The private island exists in the popular imagination as the ultimate expression of wealth — Onassis on Skorpios, Branson on Necker, Marlon Brando on Tetiaroa. But the reality of island exclusivity has diversified considerably beyond billionaire ownership. Across the Caribbean, the Mediterranean, and the Indian Ocean, a network of properties offers exclusive-use rental at price points ranging from the accessible to the extraordinary — and the experience of an island entirely to yourself, however briefly, remains one of travel’s most potent luxuries.

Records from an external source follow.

//! Conversation message model.
//!
//! Messages follow the generic tool-result shape used by AI SDK style
//! providers:
//!
//! ```json
//! {"role": "tool", "content": [
//!   {"type": "tool-result", "toolCallId": "call_1", "toolName": "search",
//!    "output": {"type": "json", "value": {"hits": 42}}}
//! ]}
//! ```
//!
//! Block types the core does not understand are kept as raw JSON and
//! round-trip unchanged.

use serde::{Deserialize, Serialize};
use serde_json::{Map, Value};

/// Role of a message in a conversation.
#[derive(Debug, Clone, Copy, PartialEq, Eq, Hash, Serialize, Deserialize)]
#[serde(rename_all = "lowercase")]
pub enum Role {
    System,
    User,
    Assistant,
    Tool,
}

impl std::fmt::Display for Role {
    fn fmt(&self, f: &mut std::fmt::Formatter<'_>) -> std::fmt::Result {
        match self {
            Role::System => write!(f, "system"),
            Role::User => write!(f, "user"),
            Role::Assistant => write!(f, "assistant"),
            Role::Tool => write!(f, "tool"),
        }
    }
}

/// A single conversation message. Identity is positional.
#[derive(Debug, Clone, PartialEq, Serialize, Deserialize)]
pub struct Message {
    pub role: Role,
    pub content: Content,
    /// Provider-specific fields, preserved verbatim.
    #[serde(flatten)]
    pub extra: Map<String, Value>,
}

impl Message {
    pub fn new(role: Role, content: Content) -> Self {
        Self {
            role,
            content,
            extra: Map::new(),
        }
    }

    pub fn text(role: Role, text: impl Into<String>) -> Self {
        Self::new(role, Content::Text(text.into()))
    }

    pub fn user(text: impl Into<String>) -> Self {
        Self::text(Role::User, text)
    }

    pub fn assistant(text: impl Into<String>) -> Self {
        Self::text(Role::Assistant, text)
    }

    pub fn system(text: impl Into<String>) -> Self {
        Self::text(Role::System, text)
    }

    /// A `tool` message carrying the given blocks.
    pub fn tool(blocks: Vec<ContentBlock>) -> Self {
        Self::new(Role::Tool, Content::Blocks(blocks))
    }

    /// Whether the message carries non-blank conversational text, either as a
    /// plain string or as a `text` block.
    pub fn has_text_content(&self) -> bool {
        match &self.content {
            Content::Text(text) => !text.trim().is_empty(),
            Content::Null => false,
            Content::Block(block) => block.is_non_empty_text(),
            Content::Blocks(blocks) => blocks.iter().any(ContentBlock::is_non_empty_text),
        }
    }

    /// Mutable access to every content block of the message.
    pub fn blocks_mut(&mut self) -> &mut [ContentBlock] {
        match &mut self.content {
            Content::Text(_) | Content::Null => &mut [],
            Content::Block(block) => std::slice::from_mut(block.as_mut()),
            Content::Blocks(blocks) => blocks.as_mut_slice(),
        }
    }

    /// Every content block of the message.
    pub fn blocks(&self) -> &[ContentBlock] {
        match &self.content {
            Content::Text(_) | Content::Null => &[],
            Content::Block(block) => std::slice::from_ref(block.as_ref()),
            Content::Blocks(blocks) => blocks.as_slice(),
        }
    }
}

/// Message content: plain text, a list of blocks, `null`, or a single block.
#[derive(Debug, Clone, PartialEq, Serialize, Deserialize)]
#[serde(untagged)]
pub enum Content {
    Text(String),
    Blocks(Vec<ContentBlock>),
    /// `"content": null`, as sent on assistant turns that only call tools.
    Null,
    Block(Box<ContentBlock>),
}

/// A content block inside a message.
///
/// Only `text`, `tool-call` and `tool-result` are interpreted; everything
/// else (and any of those that fail to parse) is kept as [`ContentBlock::Other`].
/// Fields the model does not name are kept in `extra` and written back.
#[derive(Debug, Clone, PartialEq, Serialize, Deserialize)]
#[serde(try_from = "Value", into = "Value")]
pub enum ContentBlock {
    Text {
        text: String,
        extra: Map<String, Value>,
    },
    ToolCall(ToolCall),
    ToolResult(ToolResult),
    Other(Value),
}

impl ContentBlock {
    pub fn text(text: impl Into<String>) -> Self {
        ContentBlock::Text {
            text: text.into(),
            extra: Map::new(),
        }
    }

    fn is_non_empty_text(&self) -> bool {
        matches!(self, ContentBlock::Text { text, .. } if !text.trim().is_empty())
    }

    pub fn as_tool_result(&self) -> Option<&ToolResult> {
        match self {
            ContentBlock::ToolResult(result) => Some(result),
            _ => None,
        }
    }
}

impl TryFrom<Value> for ContentBlock {
    type Error = std::convert::Infallible;

    fn try_from(value: Value) -> Result<Self, Self::Error> {
        let block_type = value.get("type").and_then(Value::as_str);
        let parsed = match block_type {
            Some("text") => parse_text_block(&value),
            Some("tool-call") => serde_json::from_value::<ToolCall>(value.clone())
                .ok()
                .map(|mut call| {
                    call.extra.remove("type");
                    ContentBlock::ToolCall(call)
                }),
            Some("tool-result") => serde_json::from_value::<ToolResult>(value.clone())
                .ok()
                .map(|mut result| {
                    result.extra.remove("type");
                    ContentBlock::ToolResult(result)
                }),
            _ => None,
        };
        Ok(parsed.unwrap_or(ContentBlock::Other(value)))
    }
}

fn parse_text_block(value: &Value) -> Option<ContentBlock> {
    let mut extra = value.as_object()?.clone();
    let Some(Value::String(text)) = extra.remove("text") else {
        return None;
    };
    extra.remove("type");
    Some(ContentBlock::Text { text, extra })
}

impl From<ContentBlock> for Value {
    fn from(block: ContentBlock) -> Self {
        match block {
            ContentBlock::Text { text, mut extra } => {
                extra.insert("type".to_string(), Value::String("text".to_string()));
                extra.insert("text".to_string(), Value::String(text));
                Value::Object(extra)
            }
            ContentBlock::ToolCall(call) => tagged("tool-call", &call),
            ContentBlock::ToolResult(result) => tagged("tool-result", &result),
            ContentBlock::Other(value) => value,
        }
    }
}

fn tagged<T: Serialize>(block_type: &str, body: &T) -> Value {
    let mut value = serde_json::to_value(body).unwrap_or(Value::Null);
    if let Value::Object(map) = &mut value {
        map.insert("type".to_string(), Value::String(block_type.to_string()));
    }
    value
}

/// A tool invocation requested by the assistant. `input` and any other
/// provider fields stay in `extra`.
#[derive(Debug, Clone, PartialEq, Serialize, Deserialize)]
#[serde(rename_all = "camelCase")]
pub struct ToolCall {
    #[serde(default, skip_serializing_if = "Option::is_none")]
    pub tool_call_id: Option<String>,
    #[serde(default, skip_serializing_if = "Option::is_none")]
    pub tool_name: Option<String>,
    #[serde(flatten)]
    pub extra: Map<String, Value>,
}

impl ToolCall {
    pub fn input(&self) -> Option<&Value> {
        self.extra.get("input")
    }
}

/// The result of a tool invocation. This is the block the engine compacts.
#[derive(Debug, Clone, PartialEq, Serialize, Deserialize)]
#[serde(rename_all = "camelCase")]
pub struct ToolResult {
    #[serde(default, skip_serializing_if = "Option::is_none")]
    pub tool_name: Option<String>,
    #[serde(default, skip_serializing_if = "Option::is_none")]
    pub tool_call_id: Option<String>,
    pub output: ToolResultOutput,
    #[serde(flatten)]
    pub extra: Map<String, Value>,
}

impl ToolResult {
    pub fn new(tool_name: impl Into<String>, output: ToolResultOutput) -> Self {
        Self {
            tool_name: Some(tool_name.into()),
            tool_call_id: None,
            output,
            extra: Map::new(),
        }
    }

    pub fn with_call_id(mut self, id: impl Into<String>) -> Self {
        self.tool_call_id = Some(id.into());
        self
    }

    /// The tool name, or `""` when the block carries none.
    pub fn tool_name(&self) -> &str {
        self.tool_name.as_deref().unwrap_or_default()
    }
}

/// Output payload of a tool result.
///
/// `extra` holds fields beside `type` and `value` (provider options and the
/// like). A `text` output written with a `text` field instead of `value` is
/// written back the same way.
#[derive(Debug, Clone, PartialEq, Serialize, Deserialize)]
#[serde(try_from = "Value", into = "Value")]
pub enum ToolResultOutput {
    Text {
        value: String,
        extra: Map<String, Value>,
        text_field: bool,
    },
    Json {
        value: Value,
        extra: Map<String, Value>,
    },
    ErrorText {
        value: String,
        extra: Map<String, Value>,
    },
    ErrorJson {
        value: Value,
        extra: Map<String, Value>,
    },
}

impl ToolResultOutput {
    pub fn text(value: impl Into<String>) -> Self {
        ToolResultOutput::Text {
            value: value.into(),
            extra: Map::new(),
            text_field: false,
        }
    }

    pub fn json(value: Value) -> Self {
        ToolResultOutput::Json {
            value,
            extra: Map::new(),
        }
    }

    pub fn error_text(value: impl Into<String>) -> Self {
        ToolResultOutput::ErrorText {
            value: value.into(),
            extra: Map::new(),
        }
    }

    pub fn error_json(value: Value) -> Self {
        ToolResultOutput::ErrorJson {
            value,
            extra: Map::new(),
        }
    }

    pub fn extra(&self) -> &Map<String, Value> {
        match self {
            ToolResultOutput::Text { extra, .. }
            | ToolResultOutput::Json { extra, .. }
            | ToolResultOutput::ErrorText { extra, .. }
            | ToolResultOutput::ErrorJson { extra, .. } => extra,
        }
    }

    pub fn with_extra(mut self, fields: Map<String, Value>) -> Self {
        match &mut self {
            ToolResultOutput::Text { extra, .. }
            | ToolResultOutput::Json { extra, .. }
            | ToolResultOutput::ErrorText { extra, .. }
            | ToolResultOutput::ErrorJson { extra, .. } => *extra = fields,
        }
        self
    }

    /// The textual rendering used to look for existing references.
    pub fn rendered(&self) -> String {
        match self {
            ToolResultOutput::Text { value, .. } | ToolResultOutput::ErrorText { value, .. } => {
                value.clone()
            }
            ToolResultOutput::Json { value, .. } | ToolResultOutput::ErrorJson { value, .. } => {
                match value {
                    Value::String(s) => s.clone(),
                    other => other.to_string(),
                }
            }
        }
    }
}

impl TryFrom<Value> for ToolResultOutput {
    type Error = String;

    fn try_from(value: Value) -> Result<Self, Self::Error> {
        let Value::Object(mut extra) = value else {
            return Err("tool result output must be an object".to_string());
        };
        let kind = match extra.remove("type") {
            Some(Value::String(kind)) => kind,
            _ => return Err("tool result output has no type".to_string()),
        };

        match kind.as_str() {
            "text" | "error-text" => {
                let (value, text_field) = match (extra.remove("value"), kind.as_str()) {
                    (Some(Value::String(value)), _) => (value, false),
                    (None, "text") => match extra.remove("text") {
                        Some(Value::String(value)) => (value, true),
                        _ => return Err("text output has no string value".to_string()),
                    },
                    _ => return Err(format!("{} output has no string value", kind)),
                };
                Ok(if kind == "text" {
                    ToolResultOutput::Text {
                        value,
                        extra,
                        text_field,
                    }
                } else {
                    ToolResultOutput::ErrorText { value, extra }
                })
            }
            "json" | "error-json" => {
                let value = extra
                    .remove("value")
                    .ok_or_else(|| format!("{} output has no value", kind))?;
                Ok(if kind == "json" {
                    ToolResultOutput::Json { value, extra }
                } else {
                    ToolResultOutput::ErrorJson { value, extra }
                })
            }
            other => Err(format!("unknown tool result output type '{}'", other)),
        }
    }
}

impl From<ToolResultOutput> for Value {
    fn from(output: ToolResultOutput) -> Self {
        let (kind, field, value, mut extra) = match output {
            ToolResultOutput::Text {
                value,
                extra,
                text_field,
            } => (
                "text",
                if text_field { "text" } else { "value" },
                Value::String(value),
                extra,
            ),
            ToolResultOutput::Json { value, extra } => ("json", "value", value, extra),
            ToolResultOutput::ErrorText { value, extra } => {
                ("error-text", "value", Value::String(value), extra)
            }
            ToolResultOutput::ErrorJson { value, extra } => ("error-json", "value", value, extra),
        };
        extra.insert("type".to_string(), Value::String(kind.to_string()));
        extra.insert(field.to_string(), value);
        Value::Object(extra)
    }
}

The Caribbean: Established Exclusivity
Mustique — that volcanic speck in the Grenadines where Colin Tennant invited Princess Margaret in 1960 and thereby created the template for private-island society — offers villa rentals through the Mustique Company that range from ten thousand to over a hundred thousand dollars per week. The island itself is a shared community of approximately a hundred properties, not an exclusive-use rental. But the effect, given its geographical isolation and the absence of any hotel infrastructure, approximates privacy at a level impossible on larger islands. For genuine exclusive-use, Calivigny Island off Grenada offers the entire property — two beaches, five villas, a fleet of boats, a staff of fifty — for a weekly rate that, split among a group of ten or twelve, approaches attainability for the seriously affluent rather than the genuinely billionaire. Petit St. Vincent — a thirty-acre resort island where communication with staff happens by raising a flag on your terrace — offers the psychology of a private island within a resort structure.
The Greek Islands: Hidden Inventory
Greece contains over six thousand islands, of which fewer than three hundred are inhabited. Among the uninhabited, a small but significant number are available for exclusive rental through specialist agents — firms like Vladi Private Islands or Greek Luxury Villas that maintain relationships with the families who own these specks of Aegean rock. A typical offering: a ten-acre island with a restored stone farmhouse, a private beach, a generator, a water cistern, and a caretaker who arrives daily by boat with provisions. Prices — from five thousand euros per week for basic properties to fifty thousand for those with swimming pools and guest cottages — reflect the radical simplicity of the accommodation. What you purchase is not comfort but isolation: the experience of swimming from a beach that no other person will visit that day, that week, perhaps that month.
Croatia: The Adriatic Alternative
Croatia’s coastline contains over a thousand islands, and a handful of properties have developed the island-hotel model to a point approaching private-island experience. Isola di San Clemente — now a JW Marriott property in the Venetian lagoon — offers an entire island experience within sight of St Mark’s. More compelling for the exclusivity-minded: the Croatian island of Brijuni, once Tito’s private retreat, now a national park with a single restored villa available for rental. Obonjan, near Šibenik — a sixteen-acre wooded island with glamping-style accommodation — can be booked exclusively for groups. These properties trade on the Adriatic’s particular appeal: the clarity of the water, the density of the pine forests, the proximity to historic mainland towns that prevents the isolation from becoming oppressive.
The Indian Ocean: Remote Perfection
The Maldivian model — one island, one resort — has always approximated private-island experience, but recent years have seen genuinely exclusive-use properties emerge. Voavah by Four Seasons offers a five-bedroom private island within the Baa Atoll UNESCO Biosphere Reserve — bookable only as a whole, complete with marine biologist, dive team, and private yacht. In the Seychelles, North Island — rehabilitated from a coconut plantation to a wildlife sanctuary — offers eleven villas on a property of over five hundred acres, bookable in its entirety for groups of sufficient size. Frégate Island Private accommodates a maximum of forty guests on its seven-hundred-acre nature reserve — not exclusive-use in the strict sense, but with such a density of land to guest that encounters with others are genuinely optional.
The Practical Architecture of Island Privacy
The logistics of private-island experience are more complex than booking a hotel suite. Provisioning, staffing, weather contingency, medical access, and power generation all require advance planning. The specialist agencies that facilitate these rentals — Vladi, Luxury Retreats (now part of Airbnb Luxe), Private Islands Inc. — function as producers as much as agents: assembling the chef, the boat captain, the housekeeper, and the supplies into a functioning household on a piece of land that may lack mains electricity and fresh water. The premium one pays above the rental itself — typically thirty to fifty per cent — covers this production. The result, when well executed, is something no hotel can replicate: the absolute certainty that every horizon, every beach, every square metre of the landscape exists, for this moment, entirely for you.
The private island is not, ultimately, about luxury in any material sense — the accommodation is often simpler than a good hotel, the food limited by what a boat can deliver. It is about the luxury of absence: no other guests, no schedule imposed by others, no social performance required. In a world of relentless connectivity and perpetual observation, this particular form of solitude — bounded by water, staffed by discretion, temporary but absolute — may be the scarcest commodity of all.